Thinking about Amanda Thatcher’s reading of Ephesians 6 at her grandmother’s memorial yesterday reminded me of something. The line between good and evil runs not so much between man and man, but right down through the center of each one of us.

Alexander Solzhenitsyn was always bringing us back to this. So does much of the great literature of the world. From Abraham, Saul and David through St. Peter, Sophocles and Dante and down through Hamlet, Othello and Lear, finally into our own times in the examples of Heathcliff, Jean Valjean and Frodo Baggins — the great protagonists and heroes of literature have been souls divided against themselves. This is at the heart of what we mean by the tragic worldview.

Most of the great human errors, on the other hand, have shared another view of the human: the view that the primary dividing line runs between men, groups, tribes, sexes, traditions, even civilizations. These totalizing heresies have brought misery and blight into the world — Marxism, Naziism, much of Islam, some medieval Christianity, feminism, gender, race, and identity movements, to name just a few.

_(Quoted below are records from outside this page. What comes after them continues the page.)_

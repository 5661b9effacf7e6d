//! Periodic retraining on the tokio runtime.

use std::sync::Arc;
use std::time::Duration;

use tokio::task::JoinHandle;
use tokio::time::{Instant, MissedTickBehavior, interval_at};
use tracing::{error, info, warn};

use crate::service::RecommendationService;

/// Retrain every `period`, first run one period from now. Each run goes to
/// the blocking pool; a failed run is logged and the installed model is
/// kept. Abort the returned handle to stop.
pub fn spawn_retrain_loop(service: Arc<RecommendationService>, period: Duration) -> JoinHandle<()> {
    tokio::spawn(async move {
        let mut ticker = interval_at(Instant::now() + period, period);
        ticker.set_missed_tick_behavior(MissedTickBehavior::Skip);
        loop {
            ticker.tick().await;
            let svc = Arc::clone(&service);
            match tokio::task::spawn_blocking(move || svc.train_model()).await {
                Ok(Ok(model)) => info!(
                    instances = model.training_set_size,
                    accuracy = model.accuracy,
                    "scheduled retrain complete"
                ),
                Ok(Err(e)) => warn!(error = %e, "scheduled retrain failed, keeping previous model"),
                Err(e) => error!(error = %e, "retrain task did not complete"),
            }
        }
    })
}

#[cfg(test)]
mod tests {
    use super::*;
    use lexmatch_core::{
        CaseHistory, CaseRecord, LawyerDirectory, LawyerRecord, RecommenderConfig, SourceError,
    };
    use std::sync::atomic::{AtomicUsize, Ordering};

    struct Empty;

    impl CaseHistory for Empty {
        fn find_closed_cases_with_assigned_lawyer(
            &self,
        ) -> Result<Vec<(CaseRecord, LawyerRecord)>, SourceError> {
            Ok(Vec::new())
        }
    }

    impl LawyerDirectory for Empty {
        fn find_all_lawyers(&self) -> Result<Vec<LawyerRecord>, SourceError> {
            Ok(Vec::new())
        }
    }

    fn service(config: RecommenderConfig) -> Arc<RecommendationService> {
        Arc::new(RecommendationService::new(
            Arc::new(Empty),
            Arc::new(Empty),
            &config,
        ))
    }

    #[tokio::test]
    async fn loop_installs_a_model() {
        let svc = service(RecommenderConfig {
            synthetic_count: 50,
            ..Default::default()
        });
        let handle = spawn_retrain_loop(Arc::clone(&svc), Duration::from_millis(20));

        let deadline = Instant::now() + Duration::from_secs(10);
        while !svc.is_ready() && Instant::now() < deadline {
            tokio::time::sleep(Duration::from_millis(10)).await;
        }
        handle.abort();
        assert!(svc.is_ready());
    }

    /// Empty history that counts how often it was read.
    #[derive(Default)]
    struct CountingEmpty(AtomicUsize);

    impl CaseHistory for CountingEmpty {
        fn find_closed_cases_with_assigned_lawyer(
            &self,
        ) -> Result<Vec<(CaseRecord, LawyerRecord)>, SourceError> {
            self.0.fetch_add(1, Ordering::SeqCst);
            Ok(Vec::new())
        }
    }

    #[tokio::test(start_paused = true)]
    async fn failing_runs_keep_loop_alive() {
        let history = Arc::new(CountingEmpty::default());
        let config = RecommenderConfig {
            synthetic_count: 0,
            ..Default::default()
        };
        let svc = Arc::new(RecommendationService::new(
            Arc::clone(&history) as Arc<dyn CaseHistory>,
            Arc::new(Empty),
            &config,
        ));
        let period = Duration::from_secs(60);
        let handle = spawn_retrain_loop(Arc::clone(&svc), period);

        for _ in 0..50 {
            if history.0.load(Ordering::SeqCst) >= 3 {
                break;
            }
            tokio::time::sleep(period).await;
        }
        assert!(history.0.load(Ordering::SeqCst) >= 3);
        assert!(!handle.is_finished());
        assert!(!svc.is_ready());
        handle.abort();
    }
}
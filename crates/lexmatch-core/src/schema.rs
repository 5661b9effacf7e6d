//! Feature schema shared by training and scoring.
//!
//! A schema is the ordered attribute list plus, for nominal attributes, the
//! ordered label domain. Feature vectors are encoded against a specific
//! schema instance: nominal values become their index in that instance's
//! domain, numeric values pass through. A classifier trained under one
//! schema is only ever queried with vectors encoded by the same instance.

use std::collections::HashMap;
use std::sync::Arc;

use arrow::datatypes::{DataType, Field, Schema};
use thiserror::Error;

use crate::case::{CaseFeatures, CaseType, UrgencyLevel};
use crate::lawyer::LawyerFeatures;
use crate::suitability::SuitabilityLabel;

/// Arrow field metadata key holding a nominal attribute's domain.
pub const DOMAIN_METADATA_KEY: &str = "lexmatch.domain";

const YES: &str = "YES";
const NO: &str = "NO";

#[derive(Debug, Error, PartialEq)]
pub enum SchemaError {
    #[error("attribute '{0}' has no feature source")]
    UnknownAttribute(String),

    #[error("value '{value}' is not in the domain of attribute '{attribute}'")]
    UnknownValue { attribute: String, value: String },

    #[error("class attribute '{0}' must be nominal")]
    NumericClass(String),

    #[error("row has {actual} values, schema expects {expected}")]
    Arity { expected: usize, actual: usize },

    #[error("arrow schema mismatch: {0}")]
    Arrow(String),
}

/// Value type of an attribute.
#[derive(Debug, Clone, PartialEq, Eq)]
pub enum AttributeKind {
    /// Categorical with a fixed, ordered domain.
    Nominal(Vec<String>),
    Numeric,
}

#[derive(Debug, Clone, PartialEq, Eq)]
pub struct Attribute {
    pub name: String,
    pub kind: AttributeKind,
}

impl Attribute {
    pub fn nominal<S: Into<String>>(name: &str, domain: impl IntoIterator<Item = S>) -> Self {
        Self {
            name: name.to_string(),
            kind: AttributeKind::Nominal(domain.into_iter().map(Into::into).collect()),
        }
    }

    pub fn numeric(name: &str) -> Self {
        Self {
            name: name.to_string(),
            kind: AttributeKind::Numeric,
        }
    }

    pub fn domain(&self) -> Option<&[String]> {
        match &self.kind {
            AttributeKind::Nominal(values) => Some(values),
            AttributeKind::Numeric => None,
        }
    }

    pub fn is_nominal(&self) -> bool {
        matches!(self.kind, AttributeKind::Nominal(_))
    }

    /// Index of `value` in this attribute's domain.
    pub fn index_of(&self, value: &str) -> Result<usize, SchemaError> {
        self.domain()
            .and_then(|d| d.iter().position(|v| v == value))
            .ok_or_else(|| SchemaError::UnknownValue {
                attribute: self.name.clone(),
                value: value.to_string(),
            })
    }
}

/// Ordered feature attributes plus the nominal class attribute.
#[derive(Debug, Clone, PartialEq, Eq)]
pub struct FeatureSchema {
    relation: String,
    attributes: Vec<Attribute>,
    class: Attribute,
}

/// Shared handle; datasets and models hold the same instance.
pub type SchemaRef = Arc<FeatureSchema>;

impl FeatureSchema {
    pub fn new(
        relation: &str,
        attributes: Vec<Attribute>,
        class: Attribute,
    ) -> Result<Self, SchemaError> {
        if !class.is_nominal() {
            return Err(SchemaError::NumericClass(class.name));
        }
        for attr in &attributes {
            source_for(&attr.name)?;
        }
        Ok(Self {
            relation: relation.to_string(),
            attributes,
            class,
        })
    }

    /// The lawyer-recommendation schema.
    ///
    /// `case_type`, `urgency`, `experience_years`, `cases_handled`,
    /// `has_<type>` for every case type, `lawyer_efficiency`,
    /// `specialization_count`; class `suitability`.
    pub fn lawyer_recommendation() -> Self {
        let mut attributes = vec![
            Attribute::nominal("case_type", CaseType::ALL.map(|t| t.as_str())),
            Attribute::nominal("urgency", UrgencyLevel::ALL.map(|u| u.as_str())),
            Attribute::numeric("experience_years"),
            Attribute::numeric("cases_handled"),
        ];
        for t in CaseType::ALL {
            attributes.push(Attribute::nominal(&has_attribute(t), [YES, NO]));
        }
        attributes.push(Attribute::numeric("lawyer_efficiency"));
        attributes.push(Attribute::numeric("specialization_count"));

        Self {
            relation: "LawyerRecommendation".to_string(),
            attributes,
            class: Attribute::nominal("suitability", SuitabilityLabel::ALL.map(|l| l.as_str())),
        }
    }

    pub fn relation(&self) -> &str {
        &self.relation
    }

    pub fn attributes(&self) -> &[Attribute] {
        &self.attributes
    }

    pub fn class_attribute(&self) -> &Attribute {
        &self.class
    }

    pub fn num_attributes(&self) -> usize {
        self.attributes.len()
    }

    pub fn num_classes(&self) -> usize {
        self.class.domain().map_or(0, <[String]>::len)
    }

    /// Textual identity of attribute order and domains.
    pub fn fingerprint(&self) -> String {
        let mut parts: Vec<String> = self.attributes.iter().map(describe).collect();
        parts.push(describe(&self.class));
        format!("{}[{}]", self.relation, parts.join(";"))
    }

    /// Encode a (case, lawyer) pair as a feature vector under this schema.
    pub fn encode(
        &self,
        case: &CaseFeatures,
        lawyer: &LawyerFeatures,
    ) -> Result<Vec<f64>, SchemaError> {
        self.attributes
            .iter()
            .map(|attr| match source_for(&attr.name)?.value(case, lawyer) {
                RawValue::Nominal(v) => attr.index_of(&v).map(|i| i as f64),
                RawValue::Numeric(x) => Ok(x),
            })
            .collect()
    }

    /// Class index of `label` under this schema.
    pub fn encode_label(&self, label: SuitabilityLabel) -> Result<usize, SchemaError> {
        self.class.index_of(label.as_str())
    }

    /// Map a class index back to a label.
    pub fn decode_label(&self, index: usize) -> Option<SuitabilityLabel> {
        self.class
            .domain()
            .and_then(|d| d.get(index))
            .and_then(|v| SuitabilityLabel::parse(v))
    }

    /// Arrow schema for tabular export: nominal → Utf8 (domain in field
    /// metadata), numeric → Float64, class last.
    pub fn to_arrow(&self) -> Schema {
        let fields: Vec<Field> = self
            .attributes
            .iter()
            .chain(std::iter::once(&self.class))
            .map(arrow_field)
            .collect();
        Schema::new(fields)
    }

    /// Rebuild a schema from an Arrow schema produced by [`Self::to_arrow`].
    pub fn from_arrow(relation: &str, schema: &Schema) -> Result<Self, SchemaError> {
        let mut attrs: Vec<Attribute> = schema
            .fields()
            .iter()
            .map(|f| -> Result<Attribute, SchemaError> {
                match f.data_type() {
                    DataType::Utf8 | DataType::LargeUtf8 => {
                        let domain = f.metadata().get(DOMAIN_METADATA_KEY).ok_or_else(|| {
                            SchemaError::Arrow(format!(
                                "field '{}' has no domain metadata",
                                f.name()
                            ))
                        })?;
                        Ok(Attribute::nominal(f.name(), domain.split(',')))
                    }
                    DataType::Float64 => Ok(Attribute::numeric(f.name())),
                    other => Err(SchemaError::Arrow(format!(
                        "field '{}' has unsupported type {other}",
                        f.name()
                    ))),
                }
            })
            .collect::<Result<_, _>>()?;
        let class = attrs
            .pop()
            .ok_or_else(|| SchemaError::Arrow("empty schema".into()))?;
        Self::new(relation, attrs, class)
    }
}

fn has_attribute(t: CaseType) -> String {
    format!("has_{}", t.as_str().to_ascii_lowercase())
}

fn describe(attr: &Attribute) -> String {
    match &attr.kind {
        AttributeKind::Nominal(d) => format!("{}{{{}}}", attr.name, d.join(",")),
        AttributeKind::Numeric => format!("{}:numeric", attr.name),
    }
}

fn arrow_field(attr: &Attribute) -> Field {
    match &attr.kind {
        AttributeKind::Nominal(domain) => Field::new(&attr.name, DataType::Utf8, false)
            .with_metadata(HashMap::from([(
                DOMAIN_METADATA_KEY.to_string(),
                domain.join(","),
            )])),
        AttributeKind::Numeric => Field::new(&attr.name, DataType::Float64, false),
    }
}

// ── Feature sources ──

enum RawValue {
    Nominal(String),
    Numeric(f64),
}

/// Where an attribute's value comes from, resolved by attribute name.
enum FeatureSource {
    CaseType,
    Urgency,
    ExperienceYears,
    CasesHandled,
    HasSpecialization(CaseType),
    Efficiency,
    SpecializationCount,
}

fn source_for(name: &str) -> Result<FeatureSource, SchemaError> {
    let source = match name {
        "case_type" => FeatureSource::CaseType,
        "urgency" => FeatureSource::Urgency,
        "experience_years" => FeatureSource::ExperienceYears,
        "cases_handled" => FeatureSource::CasesHandled,
        "lawyer_efficiency" => FeatureSource::Efficiency,
        "specialization_count" => FeatureSource::SpecializationCount,
        other => {
            let t = other
                .strip_prefix("has_")
                .and_then(CaseType::parse)
                .ok_or_else(|| SchemaError::UnknownAttribute(other.to_string()))?;
            FeatureSource::HasSpecialization(t)
        }
    };
    Ok(source)
}

impl FeatureSource {
    fn value(&self, case: &CaseFeatures, lawyer: &LawyerFeatures) -> RawValue {
        match self {
            Self::CaseType => RawValue::Nominal(case.case_type.as_str().to_string()),
            Self::Urgency => RawValue::Nominal(case.urgency.as_str().to_string()),
            Self::ExperienceYears => RawValue::Numeric(f64::from(lawyer.experience_years)),
            Self::CasesHandled => RawValue::Numeric(f64::from(lawyer.cases_handled)),
            Self::HasSpecialization(t) => {
                let flag = if lawyer.specializes_in(*t) { YES } else { NO };
                RawValue::Nominal(flag.to_string())
            }
            Self::Efficiency => RawValue::Numeric(lawyer.efficiency()),
            Self::SpecializationCount => RawValue::Numeric(lawyer.specialization_count() as f64),
        }
    }
}
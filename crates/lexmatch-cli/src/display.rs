//! Terminal rendering for recommendations, model status, and evaluations.

use arrow::record_batch::RecordBatch;
use arrow::util::pretty::pretty_format_batches;
use lexmatch_ai::{Evaluation, ModelInfo, TrainingDataset};
use lexmatch_core::{CaseFeatures, RecommendationResult, SuitabilityLabel};

const JUSTIFICATION_WIDTH: usize = 72;

// ── Public API ──

/// Print a ranked recommendation list for `case`.
pub fn print_recommendations(case: &CaseFeatures, results: &[RecommendationResult]) {
    println!(
        "=== {} case, {} urgency ===",
        case.case_type.display_name(),
        case.urgency.as_str()
    );
    if results.is_empty() {
        println!("  No verified lawyers available.");
        return;
    }
    println!();
    for r in results {
        println!("  #{:<3} lawyer {:<8} {:>6.2}", r.rank, r.lawyer_id, r.match_score);
        for line in wrap(&r.justification, JUSTIFICATION_WIDTH) {
            println!("        {line}");
        }
    }
}

/// Print model status as a key/value card with a health line first.
pub fn print_model_info(info: &ModelInfo, ready: bool) {
    println!("Status");
    println!("  {:<20} {}", "ready", if ready { "yes" } else { "no" });
    println!("Model");
    println!("  {:<20} {}", "classifier", info.classifier_type);
    println!("  {:<20} {}", "training_set_size", info.training_set_size);
    println!("  {:<20} {}", "last_trained_at", info.last_trained_label());
    println!("  {:<20} {}", "accuracy", percent(info.accuracy));
}

/// Print a cross-validation summary with its confusion matrix.
pub fn print_evaluation(evaluation: &Evaluation, class_names: &[String]) {
    println!("Cross-validation");
    println!("  {:<20} {}", "folds", evaluation.folds);
    println!("  {:<20} {}", "instances", evaluation.instances);
    println!("  {:<20} {}", "correct", evaluation.correct);
    println!("  {:<20} {}", "accuracy", percent(evaluation.accuracy));
    println!();
    println!("Confusion matrix (rows = actual, columns = predicted)");
    for line in confusion_lines(&evaluation.confusion, class_names) {
        println!("  {line}");
    }
}

/// Print label composition and the first `preview` rows of a dataset batch.
pub fn print_dataset_summary(
    dataset: &TrainingDataset,
    batch: &RecordBatch,
    preview: usize,
) -> anyhow::Result<()> {
    println!("Dataset");
    println!("  {:<20} {}", "relation", dataset.schema().relation());
    println!("  {:<20} {}", "instances", dataset.len());
    let counts = dataset.label_counts();
    for label in SuitabilityLabel::ALL {
        println!("  {:<20} {}", label.as_str(), counts[label.index()]);
    }
    if preview > 0 && batch.num_rows() > 0 {
        let head = batch.slice(0, preview.min(batch.num_rows()));
        println!();
        println!("{}", pretty_format_batches(&[head])?);
    }
    Ok(())
}

// ── Helpers ──

fn percent(fraction: f64) -> String {
    format!("{:.2}%", fraction * 100.0)
}

fn confusion_lines(confusion: &[Vec<usize>], class_names: &[String]) -> Vec<String> {
    let width = class_names
        .iter()
        .map(|n| n.len())
        .chain(confusion.iter().flatten().map(|c| c.to_string().len()))
        .max()
        .unwrap_or(1);
    let name = |i: usize| class_names.get(i).map(String::as_str).unwrap_or("?");

    let mut lines = Vec::with_capacity(confusion.len() + 1);
    let header: Vec<String> = (0..confusion.len())
        .map(|i| format!("{:>width$}", name(i)))
        .collect();
    lines.push(format!("{:<width$} {}", "", header.join(" ")));
    for (i, row) in confusion.iter().enumerate() {
        let cells: Vec<String> = row.iter().map(|c| format!("{c:>width$}")).collect();
        lines.push(format!("{:<width$} {}", name(i), cells.join(" ")));
    }
    lines
}

/// Greedy word wrap; a word longer than `width` gets its own line.
fn wrap(text: &str, width: usize) -> Vec<String> {
    let mut lines = Vec::new();
    let mut current = String::new();
    for word in text.split_whitespace() {
        if !current.is_empty() && current.len() + 1 + word.len() > width {
            lines.push(std::mem::take(&mut current));
        }
        if !current.is_empty() {
            current.push(' ');
        }
        current.push_str(word);
    }
    if !current.is_empty() {
        lines.push(current);
    }
    lines
}
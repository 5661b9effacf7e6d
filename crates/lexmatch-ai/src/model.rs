//! A fitted classifier bound to the schema it was trained under.

use std::fmt;

use chrono::{DateTime, Utc};
use lexmatch_core::{CaseFeatures, LawyerFeatures, SchemaError, SchemaRef, SuitabilityLabel};
use serde::Serialize;

use crate::classifier::Classifier;

/// Shown for `last_trained_at` before the first successful training.
pub const NEVER_TRAINED: &str = "Never";

#[derive(Debug, Clone, PartialEq, Serialize)]
pub struct ModelInfo {
    pub classifier_type: String,
    pub training_set_size: usize,
    pub last_trained_at: Option<DateTime<Utc>>,
    /// Cross-validated fraction of correctly classified examples, 0–1.
    pub accuracy: f64,
}

impl ModelInfo {
    /// Sentinel info reported before any model is installed.
    pub fn untrained(classifier_type: &str) -> Self {
        Self {
            classifier_type: classifier_type.to_string(),
            training_set_size: 0,
            last_trained_at: None,
            accuracy: 0.0,
        }
    }

    /// `YYYY-MM-DD HH:MM:SS` (UTC), or `"Never"`.
    pub fn last_trained_label(&self) -> String {
        match self.last_trained_at {
            Some(t) => t.format("%Y-%m-%d %H:%M:%S").to_string(),
            None => NEVER_TRAINED.to_string(),
        }
    }
}

/// Immutable once built; replaced wholesale on retraining.
pub struct TrainedModel {
    schema: SchemaRef,
    classifier: Box<dyn Classifier>,
    info: ModelInfo,
}

impl TrainedModel {
    pub fn new(schema: SchemaRef, classifier: Box<dyn Classifier>, info: ModelInfo) -> Self {
        Self {
            schema,
            classifier,
            info,
        }
    }

    pub fn schema(&self) -> &SchemaRef {
        &self.schema
    }

    pub fn info(&self) -> &ModelInfo {
        &self.info
    }

    /// Feature vector under this model's schema.
    pub fn encode(&self, case: &CaseFeatures, lawyer: &LawyerFeatures) -> Result<Vec<f64>, SchemaError> {
        self.schema.encode(case, lawyer)
    }

    /// Probability per label, indexed by [`SuitabilityLabel::index`]
    /// whatever the class order of the schema.
    pub fn label_distribution(
        &self,
        case: &CaseFeatures,
        lawyer: &LawyerFeatures,
    ) -> Result<[f64; 4], SchemaError> {
        let row = self.encode(case, lawyer)?;
        let dist = self.classifier.distribution(&row);
        let expected = self.schema.num_classes();
        if dist.len() != expected {
            return Err(SchemaError::Arity {
                expected,
                actual: dist.len(),
            });
        }

        let mut out = [0.0; 4];
        for (i, p) in dist.into_iter().enumerate() {
            if let Some(label) = self.schema.decode_label(i) {
                out[label.index()] += p;
            }
        }
        Ok(out)
    }
}

impl fmt::Debug for TrainedModel {
    fn fmt(&self, f: &mut fmt::Formatter<'_>) -> fmt::Result {
        f.debug_struct("TrainedModel")
            .field("schema", &self.schema.fingerprint())
            .field("classifier", &self.classifier.name())
            .field("info", &self.info)
            .finish()
    }
}

/// Σ probability × label weight, in [1, 4] for a proper distribution.
pub fn expected_weight(distribution: &[f64; 4]) -> f64 {
    SuitabilityLabel::ALL
        .iter()
        .map(|l| distribution[l.index()] * l.weight())
        .sum()
}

This is the Manichean view of reality held by much of the progressive contemporary world. Deeper than surface differences, it is what unites free-thinking leftists and Islamic misogynists, offense-taking feminists and child pornographers, Unitarian women ministers and killers such as Che Guevara.

The We and the They must be maintained at all cost.

Of course we are seldom faced by such pure types, but rather mixtures. It is the preponderance of type that is at issue here. Which view of humanity is given preference? That is the heart of it.

St. Paul in the words of Ephesians is at pains to remind us that our first battle in life is not with the Other, but with the Self. Until that struggle is engaged, nothing else matters, since it is possible to win the world and lose the soul.

It is not only the New Testament that teaches this, but, as I have said, much great literature as well. That is why those who will not comprehend this understanding of reality are, in the most literal sense, illiterate.